People who encourage Israel to brave the rest of the world tend to quote David Ben Gurion, the founder of the State of Israel and its first prime minister, who had said that “(i)t doesn’t matter what the goyim [gentiles] say; all it matters is what the Jews do.” Except that Ben Gurion used this fiery rhetoric only to boost the morale of the Israelis, while, in practice, he was extremely cautious about Israel’s standing in the world.
In 1956, for example, after a long period of being harassed by terrorist infiltration from Egypt, Israel conquered the Sinai Peninsula.

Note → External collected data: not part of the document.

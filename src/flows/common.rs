//! Shared helpers for flow implementations (request building, dispatch, status classification).

// crates.io
use oauth2::{
	AsyncHttpClient, HttpRequest, HttpResponse,
	http::{
		Method,
		header::{ACCEPT, CONTENT_TYPE, HeaderName, HeaderValue},
	},
};
use serde::de::DeserializeOwned;
// self
use crate::{
	_prelude::*,
	error::{ConfigError, TransientError},
	http::{AuthHttpClient, ResponseMetadata, ResponseMetadataSlot},
	oauth::{self, TransportErrorMapper},
	provider::{AuthStage, ProviderErrorContext, ProviderStrategy, XErrBody},
};

/// Contract version header sent to the Xbox token endpoints.
pub(crate) const CONTRACT_VERSION: (&str, &str) = ("x-xbl-contract-version", "1");

const JSON: &str = "application/json";
const FORM: &str = "application/x-www-form-urlencoded";

/// Envelope shared by the user, device, and service token requests.
#[derive(Debug, Serialize)]
#[serde(rename_all = "PascalCase")]
pub(crate) struct XboxAuthRequest<'a, P> {
	pub(crate) relying_party: &'a str,
	pub(crate) token_type: &'a str,
	pub(crate) properties: P,
}
impl<'a, P> XboxAuthRequest<'a, P> {
	pub(crate) fn jwt(relying_party: &'a str, properties: P) -> Self {
		Self { relying_party, token_type: "JWT", properties }
	}
}

/// OAuth-style error fields some Windows Live endpoints return outside the token grant.
#[derive(Debug, Deserialize)]
struct OAuthErrorBody {
	#[serde(default)]
	error: Option<String>,
	#[serde(default)]
	error_description: Option<String>,
}

/// Transport, mapper, and strategy bundle every non-OAuth request goes through.
pub(crate) struct HttpExchange<C, M>
where
	C: ?Sized + AuthHttpClient,
	M: ?Sized + TransportErrorMapper<C::TransportError>,
{
	pub(crate) http: Arc<C>,
	pub(crate) mapper: Arc<M>,
	pub(crate) strategy: Arc<dyn ProviderStrategy>,
}
impl<C, M> HttpExchange<C, M>
where
	C: ?Sized + AuthHttpClient,
	M: ?Sized + TransportErrorMapper<C::TransportError>,
{
	pub(crate) fn new(http: Arc<C>, mapper: Arc<M>, strategy: Arc<dyn ProviderStrategy>) -> Self {
		Self { http, mapper, strategy }
	}

	/// Dispatches `request`, returning the raw response and the captured metadata.
	///
	/// Transport failures are mapped; HTTP statuses are left for the caller to judge.
	pub(crate) async fn send(
		&self,
		stage: AuthStage,
		request: HttpRequest,
	) -> Result<(HttpResponse, Option<ResponseMetadata>)> {
		let slot = ResponseMetadataSlot::default();
		let handle = self.http.with_metadata(slot.clone());

		match handle.call(request).await {
			Ok(response) => Ok((response, slot.take())),
			Err(err) => {
				let meta = slot.take();

				Err(self.mapper.map_transport_error(self.strategy.as_ref(), stage, meta.as_ref(), err))
			},
		}
	}

	/// Sends `request` and fails unless the response status is 2xx.
	pub(crate) async fn send_checked(
		&self,
		stage: AuthStage,
		request: HttpRequest,
	) -> Result<HttpResponse> {
		let (response, meta) = self.send(stage, request).await?;

		self.ensure_success(stage, &response, meta.as_ref())?;

		Ok(response)
	}

	/// Classifies a non-2xx response through the provider strategy.
	pub(crate) fn ensure_success(
		&self,
		stage: AuthStage,
		response: &HttpResponse,
		meta: Option<&ResponseMetadata>,
	) -> Result<()> {
		let status = response.status();

		if status.is_success() {
			return Ok(());
		}

		let body = response.body();
		let mut ctx = ProviderErrorContext::new(stage).with_http_status(status.as_u16());
		let preview = String::from_utf8_lossy(body);

		if !preview.trim().is_empty() {
			ctx = ctx.with_body_preview(preview.into_owned());
		}
		if let Some(code) = serde_json::from_slice::<XErrBody>(body)
			.ok()
			.and_then(|b| b.xerr)
			.or_else(|| meta.and_then(|m| m.xerr))
		{
			ctx = ctx.with_xerr(code);
		}
		if let Ok(oauth_body) = serde_json::from_slice::<OAuthErrorBody>(body) {
			if let Some(error) = oauth_body.error {
				ctx = ctx.with_oauth_error(error);
			}
			if let Some(description) = oauth_body.error_description {
				ctx = ctx.with_error_description(description);
			}
		}

		Err(oauth::classify(self.strategy.as_ref(), &ctx, meta))
	}
}
impl<C, M> Clone for HttpExchange<C, M>
where
	C: ?Sized + AuthHttpClient,
	M: ?Sized + TransportErrorMapper<C::TransportError>,
{
	fn clone(&self) -> Self {
		Self { http: self.http.clone(), mapper: self.mapper.clone(), strategy: self.strategy.clone() }
	}
}

/// Parses a JSON body, naming the offending field on failure.
pub(crate) fn parse_json<T>(stage: AuthStage, response: &HttpResponse) -> Result<T>
where
	T: DeserializeOwned,
{
	let de = &mut serde_json::Deserializer::from_slice(response.body());

	serde_path_to_error::deserialize(de).map_err(|source| {
		TransientError::ResponseParse { stage, source, status: Some(response.status().as_u16()) }
			.into()
	})
}

/// Builds a JSON `POST` with the given extra headers.
pub(crate) fn json_request<T>(url: &Url, body: &T, headers: &[(&str, &str)]) -> Result<HttpRequest>
where
	T: ?Sized + Serialize,
{
	let payload = serde_json::to_vec(body).map_err(ConfigError::RequestBody)?;
	let mut builder = oauth2::http::Request::builder()
		.method(Method::POST)
		.uri(url.as_str())
		.header(CONTENT_TYPE, JSON)
		.header(ACCEPT, JSON);

	for (name, value) in headers {
		builder = builder.header(*name, *value);
	}

	builder.body(payload).map_err(|e| ConfigError::from(e).into())
}

/// Builds a form-encoded `POST`.
pub(crate) fn form_request(url: &Url, pairs: &[(&str, &str)]) -> Result<HttpRequest> {
	let payload = url::form_urlencoded::Serializer::new(String::new())
		.extend_pairs(pairs.iter().copied())
		.finish();

	oauth2::http::Request::builder()
		.method(Method::POST)
		.uri(url.as_str())
		.header(CONTENT_TYPE, FORM)
		.header(ACCEPT, JSON)
		.body(payload.into_bytes())
		.map_err(|e| ConfigError::from(e).into())
}

/// Appends `headers` to an already built request.
pub(crate) fn with_headers(mut request: HttpRequest, headers: &[(&str, &str)]) -> Result<HttpRequest> {
	for (name, value) in headers {
		let name = HeaderName::from_bytes(name.as_bytes())
			.map_err(|e| ConfigError::from(oauth2::http::Error::from(e)))?;
		let value = HeaderValue::from_str(value)
			.map_err(|e| ConfigError::from(oauth2::http::Error::from(e)))?;

		request.headers_mut().append(name, value);
	}

	Ok(request)
}

/// Builds a bodiless `GET`.
pub(crate) fn get_request(url: &Url) -> Result<HttpRequest> {
	oauth2::http::Request::builder()
		.method(Method::GET)
		.uri(url.as_str())
		.body(Vec::new())
		.map_err(|e| ConfigError::from(e).into())
}
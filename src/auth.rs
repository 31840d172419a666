//! Auth-domain identifiers, scope sets, display claims, and the token models of the chain.

pub mod claims;
pub mod id;
pub mod scope;
pub mod token;

pub use claims::*;
pub use id::*;
pub use scope::*;
pub use token::{Token, TokenKind, oauth::*, secret::*, xbox::*};
//! Endpoint and identity metadata for the Windows Live and Xbox Live services.

/// Builder API for assembling descriptors.
pub mod builder;

pub use builder::*;

// self
use crate::_prelude::*;

/// Endpoint set used by the token chain and the two-factor sub-flow.
#[derive(Clone, Debug, PartialEq, Eq, Serialize, Deserialize)]
pub struct XboxLiveEndpoints {
	/// Interactive Windows Live authorization page.
	pub authorization: Url,
	/// Windows Live token endpoint for code exchanges and refreshes.
	pub token: Url,
	/// XAU user token endpoint.
	pub user_authenticate: Url,
	/// XAD device token endpoint.
	pub device_authenticate: Url,
	/// XSTS authorization endpoint.
	pub xsts_authorize: Url,
	/// One-time-code dispatch endpoint of the two-factor sub-flow.
	pub one_time_code: Url,
	/// Push approval polling endpoint.
	pub session_state: Url,
	/// Title endpoint catalogue used by XAL clients.
	pub title_endpoints: Url,
	/// SISU session start endpoint.
	pub sisu_authenticate: Url,
	/// SISU token issuance endpoint.
	pub sisu_authorize: Url,
}

/// Relying parties requested at each chain step.
#[derive(Clone, Debug, PartialEq, Eq, Serialize, Deserialize)]
pub struct RelyingParties {
	/// Audience of the user token.
	pub user: String,
	/// Audience of the device token.
	pub device: String,
	/// Audience of the service token.
	pub service: String,
}
impl Default for RelyingParties {
	fn default() -> Self {
		Self {
			user: "http://auth.xboxlive.com".into(),
			device: "http://auth.xboxlive.com".into(),
			service: "http://xboxlive.com".into(),
		}
	}
}

/// Device type and client version reported by the device token request.
#[derive(Clone, Debug, PartialEq, Eq, Serialize, Deserialize)]
pub struct DeviceProfile {
	/// `DeviceType` property (`Android`, `iOS`, `Win32`, ...).
	pub device_type: String,
	/// `Version` property.
	pub version: String,
	/// `display` query value the SISU login page is rendered for.
	pub query_display: String,
}
impl DeviceProfile {
	/// Profile of the XAL Android client.
	pub fn android() -> Self {
		Self {
			device_type: "Android".into(),
			version: "8.0.0".into(),
			query_display: "android_phone".into(),
		}
	}

	/// Profile of the XAL iOS client.
	pub fn ios() -> Self {
		Self { device_type: "iOS".into(), version: "15.6.1".into(), query_display: "ios_phone".into() }
	}
}
impl Default for DeviceProfile {
	fn default() -> Self {
		Self::android()
	}
}

/// Immutable service descriptor consumed by flows.
#[derive(Clone, Debug, PartialEq, Eq, Serialize, Deserialize)]
pub struct XboxLiveDescriptor {
	/// Endpoint definitions.
	pub endpoints: XboxLiveEndpoints,
	/// Relying parties per chain step.
	pub relying_parties: RelyingParties,
	/// XSTS sandbox (`RETAIL` for production).
	pub sandbox_id: String,
	/// `SiteName` property of the user token request.
	pub site_name: String,
	/// Profile used by the device token request.
	pub device_profile: DeviceProfile,
}
impl XboxLiveDescriptor {
	/// Creates a builder seeded with the production endpoints.
	pub fn builder() -> XboxLiveDescriptorBuilder {
		XboxLiveDescriptorBuilder::default()
	}

	/// Production descriptor.
	pub fn live() -> Result<Self, XboxLiveDescriptorError> {
		Self::builder().build()
	}
}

Ben Gurion, swept momentarily by delirious emotions, revived the grandeur of Biblical times by announcing the establishment of the “Third Kingdom of Israel.” It took a threat from the Soviet Premier Nikolai Bulganin and — more importantly — an angry telegram from President Dwight Eisenhower for Ben Gurion to immediately cool off and for Israel to pull out of Sinai.
Bennet, an Orthodox Jew, seems to be adhering to the Biblical saying about the Jewish People, adjusting it to today’s Jewish state: “A people that dwells alone, not reckoned among the nations” (Num. 23: 8-9).
I, for one, prefer to subscribe to what God said to Abraham: “Through you all the families of the earth will be blessed” (Gen.12:3).
This is what businessman Bennet had been doing before he went into politics. This is what Israel should be doing as well.
This is what businessman Bennet had been doing before he went into politics. This is what Israel should be doing as well.
Uri Dromi is executive director of the Jerusalem Press Club.